The Burmese Handwritten Digit Dataset (BHDD) is a dataset project specifically created for recognizing handwritten Burmese digits. It serves as the Burmese counterpart to the renowned MNIST dataset and is designed to facilitate learning and benchmarking in Machine Learning (ML) and Deep Learning (DL).

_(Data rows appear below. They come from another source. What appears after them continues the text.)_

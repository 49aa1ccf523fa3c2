//! JSON API handlers.

use axum::extract::{Path, State};
use axum::http::{HeaderName, HeaderValue, StatusCode};
use axum::response::{IntoResponse, Response};
use axum::routing::{get, post};
use axum::{Json, Router};
use chrono::{SecondsFormat, Utc};
use serde::Serialize;
use serde_json::Value;

use crate::db::{mock, DataError, Table};
use crate::http::error::ApiError;
use crate::http::state::AppState;
use crate::lifecycle::trigger::{ReloadError, ReloadSource};

/// Marks responses served from static rows instead of the database.
pub const X_DATA_SOURCE: HeaderName = HeaderName::from_static("x-data-source");

#[derive(Debug, Serialize)]
#[serde(rename_all = "camelCase")]
pub struct StatusResponse {
    pub db_connected: bool,
    pub server_time: String,
    pub port: u16,
    pub node_env: &'static str,
}

#[derive(Debug, Serialize)]
#[serde(rename_all = "camelCase")]
pub struct ReloadResponse {
    pub success: bool,
    pub message: String,
    pub port: u16,
    pub node_env: &'static str,
    pub db_connected: bool,
    pub database_url_changed: bool,
    pub server_restarting: bool,
}

/// `/api/status`, `/api/reload-env` and the per-table data routes.
pub fn routes() -> Router<AppState> {
    let mut router = Router::new()
        .route("/api/status", get(status))
        .route("/api/reload-env", post(reload_env));

    for table in Table::ALL {
        router = router
            .route(
                &format!("/api/{}", table.name()),
                get(move |State(state): State<AppState>| list_rows(state, table)),
            )
            .route(
                &format!("/api/{}/{{id}}", table.name()),
                get(move |State(state): State<AppState>, Path(id): Path<String>| get_row(state, table, id)),
            );
    }

    router
}

pub async fn status(State(state): State<AppState>) -> Json<StatusResponse> {
    let settings = state.process.settings();
    Json(StatusResponse {
        db_connected: state.process.is_db_connected(),
        server_time: Utc::now().to_rfc3339_opts(SecondsFormat::Millis, true),
        port: settings.port,
        node_env: settings.mode.as_str(),
    })
}

pub async fn reload_env(State(state): State<AppState>) -> (StatusCode, Json<ReloadResponse>) {
    match state.reload.request(ReloadSource::Http).await {
        Ok(report) => (
            StatusCode::OK,
            Json(ReloadResponse {
                success: true,
                message: "Environment variables reloaded".to_string(),
                port: report.current.port,
                node_env: report.current.mode.as_str(),
                db_connected: state.process.is_db_connected(),
                database_url_changed: report.diff.database_changed(),
                server_restarting: report.server_restarting,
            }),
        ),
        Err(e) => {
            let status = match e {
                ReloadError::Config(_) => StatusCode::INTERNAL_SERVER_ERROR,
                ReloadError::Unavailable => StatusCode::SERVICE_UNAVAILABLE,
            };
            let settings = state.process.settings();
            (
                status,
                Json(ReloadResponse {
                    success: false,
                    message: format!("Failed to reload environment variables: {e}"),
                    port: settings.port,
                    node_env: settings.mode.as_str(),
                    db_connected: state.process.is_db_connected(),
                    database_url_changed: false,
                    server_restarting: false,
                }),
            )
        }
    }
}

async fn list_rows(state: AppState, table: Table) -> Result<Response, ApiError> {
    match state.pool.fetch_all(table).await {
        Ok(rows) => Ok(Json(rows).into_response()),
        Err(DataError::NotConnected) if state.process.settings().mock_fallback => {
            tracing::debug!(table = table.name(), "Database not connected, serving mock rows");
            Ok(mock_response(Value::Array(mock::rows(table))))
        }
        Err(e) => Err(e.into()),
    }
}

async fn get_row(state: AppState, table: Table, raw_id: String) -> Result<Response, ApiError> {
    let id: i64 = raw_id.parse().map_err(|_| ApiError::InvalidId(raw_id.clone()))?;

    match state.pool.fetch_one(table, id).await {
        Ok(Some(row)) => Ok(Json(row).into_response()),
        Ok(None) => Err(ApiError::NotFound(table)),
        Err(DataError::NotConnected) if state.process.settings().mock_fallback => mock::row(table, id)
            .map(mock_response)
            .ok_or(ApiError::NotFound(table)),
        Err(e) => Err(e.into()),
    }
}

fn mock_response(body: Value) -> Response {
    ([(X_DATA_SOURCE, HeaderValue::from_static("mock"))], Json(body)).into_response()
}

Note on naming: The canonical name of this dataset is BHDD (Burmese Handwritten Digit Dataset). Some third-party publications may refer to this dataset by other names, but BHDD remains the official designation by its creators. Please use "BHDD" when citing or referencing this dataset.
Dataset Statistics:
- Training Set: 60,000 samples
- Testing Set: 27,561 samples
- Number of Classes: 10 (Burmese digits 0–9)
Data Format:
- Train Image Shape:
(60000, 784) - Train Label Shape:
(60000,) - Test Image Shape:
(27561, 784) - Test Label Shape:
(27561,)
The dataset was collected from over 150 individuals of different ages (ranging from high school students to professionals in their 50s) and diverse occupations (including clerks, programmers, and others) to achieve a wide variety of handwriting styles. We then preprocessed to mirror the structure and functionality of MNIST.
The dataset consists of:
- Train Images: 60,000 grayscale images of handwritten Burmese digits, flattened into a 1D array of size 784 (28x28 pixels).
- Train Labels: Integer labels (0--9) corresponding to the digit class.

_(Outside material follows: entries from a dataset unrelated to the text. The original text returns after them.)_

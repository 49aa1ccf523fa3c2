//! Configuration management subsystem.
//!
//! # Data Flow
//! ```text
//! .env file (KEY=VALUE)
//!     → loader.rs (read & parse, per-field defaults)
//!     → Settings (immutable snapshot)
//!     → swapped into ProcessState by the Reconciler
//!
//! On change:
//!     watcher.rs detects change (events or polling, debounced)
//!     → ReloadTrigger
//!     → Reconciler reloads, diffs, reconciles resources
//! ```
//!
//! # Design Decisions
//! - Settings are immutable once loaded; changes require a full reload
//! - A bad field falls back to its default, a bad file aborts the reload
//! - The file is never written, only read and watched

pub mod loader;
pub mod schema;
pub mod watcher;

pub use loader::{ConfigReadError, ConfigSource};
pub use schema::{EnvironmentMode, Settings, SettingsDiff};
pub use watcher::{ConfigWatcher, WatchHandle, WatchStrategy, WatcherConfig};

- Test Images: 27,561 grayscale images for testing purposes.
- Test Labels: Integer labels (0--9) for testing data.
Clone this repository to get started:
git clone https://github.com/baseresearch/BHDD.git
cd BHDDWe have provided usage and visualization notebooks in this repo. Please check them.
We encourage the ML/DL community to contribute by:
- Creating digit recognizers.
- Benchmarking with different models and algorithms.

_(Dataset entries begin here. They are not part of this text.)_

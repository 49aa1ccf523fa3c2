//! Ownership of the zero-or-one HTTP listener.
//!
//! # State Transitions
//! ```text
//! Stopped → Starting → Listening → Stopping → Stopped
//!              │
//!              └── bind failure → Stopped
//! ```
//!
//! Start, stop and restart share one async mutex: the previous listener is
//! fully closed before the next bind is attempted.

use std::io;
use std::net::{IpAddr, SocketAddr};
use std::sync::atomic::{AtomicBool, AtomicU64, Ordering};
use std::sync::Arc;
use std::time::Duration;

use arc_swap::ArcSwapOption;
use axum::Router;
use thiserror::Error;
use tokio::net::TcpListener;
use tokio::sync::{oneshot, watch, Mutex};
use tokio::task::JoinHandle;
use tokio::time;

use crate::config::{EnvironmentMode, Settings};
use crate::lifecycle::state::ProcessState;
use crate::observability::metrics;

/// How long in-flight requests may drain before the serve task is aborted.
pub const DEFAULT_DRAIN_TIMEOUT: Duration = Duration::from_secs(10);

/// Builds the router served for a mode.
pub type RouterFactory = Arc<dyn Fn(EnvironmentMode) -> Router + Send + Sync>;

#[derive(Debug, Clone, Copy, PartialEq, Eq)]
pub enum ServerState {
    Stopped,
    Starting,
    Listening,
    Stopping,
}

#[derive(Debug, Error)]
pub enum ServeError {
    #[error("a listener is already running on {0}")]
    AlreadyRunning(SocketAddr),

    #[error("failed to bind {addr}: {source}")]
    Bind {
        addr: SocketAddr,
        #[source]
        source: io::Error,
    },
}

/// Result of a restart request.
#[derive(Debug)]
pub enum RestartOutcome {
    /// The old listener is closed and the new one accepts connections.
    Restarted(SocketAddr),
    /// The running listener already serves this port and mode.
    Unchanged,
    /// No listener is running; nothing to restart.
    NotRunning,
    /// A newer restart was scheduled.
    Superseded,
    /// Binding the new port failed; the previous port was re-bound if possible.
    Failed(ServeError),
}

/// Port and mode a listener was bound with.
#[derive(Debug, Clone, Copy, PartialEq, Eq)]
struct Binding {
    port: u16,
    mode: EnvironmentMode,
}

struct RunningServer {
    local_addr: SocketAddr,
    port: u16,
    mode: EnvironmentMode,
    stop: oneshot::Sender<()>,
    task: JoinHandle<io::Result<()>>,
}

pub struct ServerLifecycle {
    host: IpAddr,
    factory: RouterFactory,
    state: Arc<ProcessState>,
    drain_timeout: Duration,
    slot: Mutex<Option<RunningServer>>,
    /// Last binding that succeeded; survives the gap inside a restart.
    applied: ArcSwapOption<Binding>,
    phase: watch::Sender<ServerState>,
    /// True between `start` and `stop`, including while restarting.
    active: AtomicBool,
    latest: AtomicU64,
    restarts: AtomicU64,
}

impl ServerLifecycle {
    pub fn new(host: IpAddr, factory: RouterFactory, state: Arc<ProcessState>, drain_timeout: Duration) -> Self {
        let (phase, _) = watch::channel(ServerState::Stopped);
        Self {
            host,
            factory,
            state,
            drain_timeout,
            slot: Mutex::new(None),
            applied: ArcSwapOption::empty(),
            phase,
            active: AtomicBool::new(false),
            latest: AtomicU64::new(0),
            restarts: AtomicU64::new(0),
        }
    }

    pub fn state(&self) -> ServerState {
        *self.phase.borrow()
    }

    pub fn is_running(&self) -> bool {
        self.active.load(Ordering::SeqCst)
    }

    /// Whether the listener is bound with the port and mode of `settings`.
    /// False after a restart to them failed, so the next reload retries.
    pub fn serves(&self, settings: &Settings) -> bool {
        self.applied
            .load()
            .as_deref()
            .is_some_and(|b| b.port == settings.port && b.mode == settings.mode)
    }

    /// Address of the live listener, if any.
    pub fn local_addr(&self) -> Option<SocketAddr> {
        self.state.listening_addr()
    }

    /// Completed restarts since startup.
    pub fn restarts(&self) -> u64 {
        self.restarts.load(Ordering::SeqCst)
    }

    /// Bind `host:port` and start serving. Resolves once the bind succeeded.
    pub async fn start(&self, settings: &Settings) -> Result<SocketAddr, ServeError> {
        let mut slot = self.slot.lock().await;
        if let Some(running) = slot.as_ref() {
            return Err(ServeError::AlreadyRunning(running.local_addr));
        }
        let addr = self.start_locked(&mut slot, settings.port, settings.mode).await?;
        self.active.store(true, Ordering::SeqCst);
        Ok(addr)
    }

    /// Stop accepting, drain in-flight requests, then release the socket.
    pub async fn stop(&self) {
        let mut slot = self.slot.lock().await;
        self.active.store(false, Ordering::SeqCst);
        self.applied.store(None);
        self.stop_locked(&mut slot).await;
    }

    /// Record `generation` as the newest target, then restart in the
    /// background.
    pub fn schedule_restart(self: &Arc<Self>, settings: Arc<Settings>, generation: u64) -> JoinHandle<RestartOutcome> {
        self.latest.fetch_max(generation, Ordering::SeqCst);
        let server = Arc::clone(self);
        tokio::spawn(async move { server.restart(&settings, generation).await })
    }

    /// Move the listener to the port and mode of `settings`.
    pub async fn restart(&self, settings: &Settings, generation: u64) -> RestartOutcome {
        self.latest.fetch_max(generation, Ordering::SeqCst);
        let mut slot = self.slot.lock().await;

        if generation < self.latest.load(Ordering::SeqCst) {
            tracing::debug!(generation, port = settings.port, "Skipping superseded restart");
            return RestartOutcome::Superseded;
        }

        let (previous_port, previous_mode) = match slot.as_ref() {
            None => return RestartOutcome::NotRunning,
            Some(running) if running.port == settings.port && running.mode == settings.mode => {
                return RestartOutcome::Unchanged;
            }
            Some(running) => (running.port, running.mode),
        };

        tracing::info!(
            generation,
            from_port = previous_port,
            to_port = settings.port,
            from_mode = %previous_mode,
            to_mode = %settings.mode,
            "Server settings changed, restarting server"
        );

        self.stop_locked(&mut slot).await;

        match self.start_locked(&mut slot, settings.port, settings.mode).await {
            Ok(addr) => {
                self.restarts.fetch_add(1, Ordering::SeqCst);
                metrics::record_restart(true);
                RestartOutcome::Restarted(addr)
            }
            Err(e) => {
                metrics::record_restart(false);
                tracing::error!(error = %e, port = settings.port, "Restart failed, restoring previous listener");
                if let Err(restore) = self.start_locked(&mut slot, previous_port, previous_mode).await {
                    self.applied.store(None);
                    tracing::error!(error = %restore, "Could not restore previous listener, no longer serving");
                }
                RestartOutcome::Failed(e)
            }
        }
    }

    async fn start_locked(
        &self,
        slot: &mut Option<RunningServer>,
        port: u16,
        mode: EnvironmentMode,
    ) -> Result<SocketAddr, ServeError> {
        self.phase.send_replace(ServerState::Starting);
        let addr = SocketAddr::new(self.host, port);

        let bound = match TcpListener::bind(addr).await {
            Ok(listener) => listener.local_addr().map(|local| (listener, local)),
            Err(e) => Err(e),
        };
        let (listener, local_addr) = match bound {
            Ok(bound) => bound,
            Err(source) => {
                self.phase.send_replace(ServerState::Stopped);
                return Err(ServeError::Bind { addr, source });
            }
        };

        let router = (self.factory)(mode);
        let (stop, stopped) = oneshot::channel::<()>();
        let task = tokio::spawn(async move {
            axum::serve(listener, router.into_make_service())
                .with_graceful_shutdown(async {
                    let _ = stopped.await;
                })
                .await
        });

        *slot = Some(RunningServer {
            local_addr,
            port,
            mode,
            stop,
            task,
        });
        self.applied.store(Some(Arc::new(Binding { port, mode })));
        self.state.set_listening(Some(local_addr));
        self.phase.send_replace(ServerState::Listening);
        tracing::info!(address = %local_addr, mode = %mode, "Server running");
        Ok(local_addr)
    }

    async fn stop_locked(&self, slot: &mut Option<RunningServer>) {
        let Some(mut running) = slot.take() else {
            return;
        };
        self.phase.send_replace(ServerState::Stopping);
        self.state.set_listening(None);
        tracing::info!(address = %running.local_addr, "Closing server");

        let _ = running.stop.send(());
        match time::timeout(self.drain_timeout, &mut running.task).await {
            Ok(Ok(Ok(()))) => tracing::info!(address = %running.local_addr, "Server closed"),
            Ok(Ok(Err(e))) => tracing::warn!(address = %running.local_addr, error = %e, "Server exited with error"),
            Ok(Err(e)) => tracing::warn!(address = %running.local_addr, error = %e, "Server task failed"),
            Err(_) => {
                tracing::warn!(
                    address = %running.local_addr,
                    drain_timeout = ?self.drain_timeout,
                    "Drain timed out, aborting server"
                );
                running.task.abort();
                let _ = running.task.await;
            }
        }
        self.phase.send_replace(ServerState::Stopped);
    }
}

- Writing tutorials and sharing findings.
For contributions, please fork the repository, make your changes, and submit a pull request.
If you use the BHDD dataset in your research, publications, or derivative work, you must cite the following paper:
@article{bhdd2026,
author = {Swan Htet Aung and Hein Htet and Htoo Say Wah Khaing and Thuya Myo Nyunt},
title = {{BHDD}: A Burmese Handwritten Digit Dataset},
journal = {arXiv preprint arXiv:2603.21966},
year = {2026},
url = {https://arxiv.org/abs/2603.21966}
}To reference the dataset repository directly:
@dataset{bhdd_repo,
author = {Swan Htet Aung and Hein Htet and Htoo Say Wah Khaing and Thuya Myo Nyunt and {Expa.AI Research Team}},
title = {{BHDD}: Burmese Handwritten Digit Dataset},
year = {2019},
publisher = {GitHub},
url = {https://github.com/baseresearch/BHDD},
note = {Dataset: CC BY-SA 4.0, Code: LGPL-3.0}
}- Swan Htet Aung — Lead Researcher, Expa.AI
- Hein Htet — Research Engineer, Expa.AI
- Htoo Say Wah Khaing — Data Engineer, Expa.AI
- Thuya Myo Nyunt — Technical Lead, Expa.AI
And other members of the Expa.AI Research Team.
This dataset would not have been possible without:
- The efforts of the Expa.AI Research Team.
- Volunteers and interns from Taungoo Computer University who contributed handwriting samples.
- High school students from St. Augustine / B.E.H.S (2) Kamayut.
- Friends and family members of the Expa.AI Research Team.
- The community's ongoing support and interest in ML/DL for the Burmese language.
This project uses a dual license:
- Dataset (images, labels, and data files): CC BY-SA 4.0
- Code (scripts, notebooks, and software): LGPL-3.0
See the LICENSE file for full details.
For questions, suggestions, or feedback, please reach out to our team by opening an issue.
Let's build the Burmese ML/DL ecosystem together!
If you clone this repository without installing Git LFS, you will only fetch the pointer file for the dataset.
In order to get the original dataset, you need to have Git LFS or download the RAW file directly.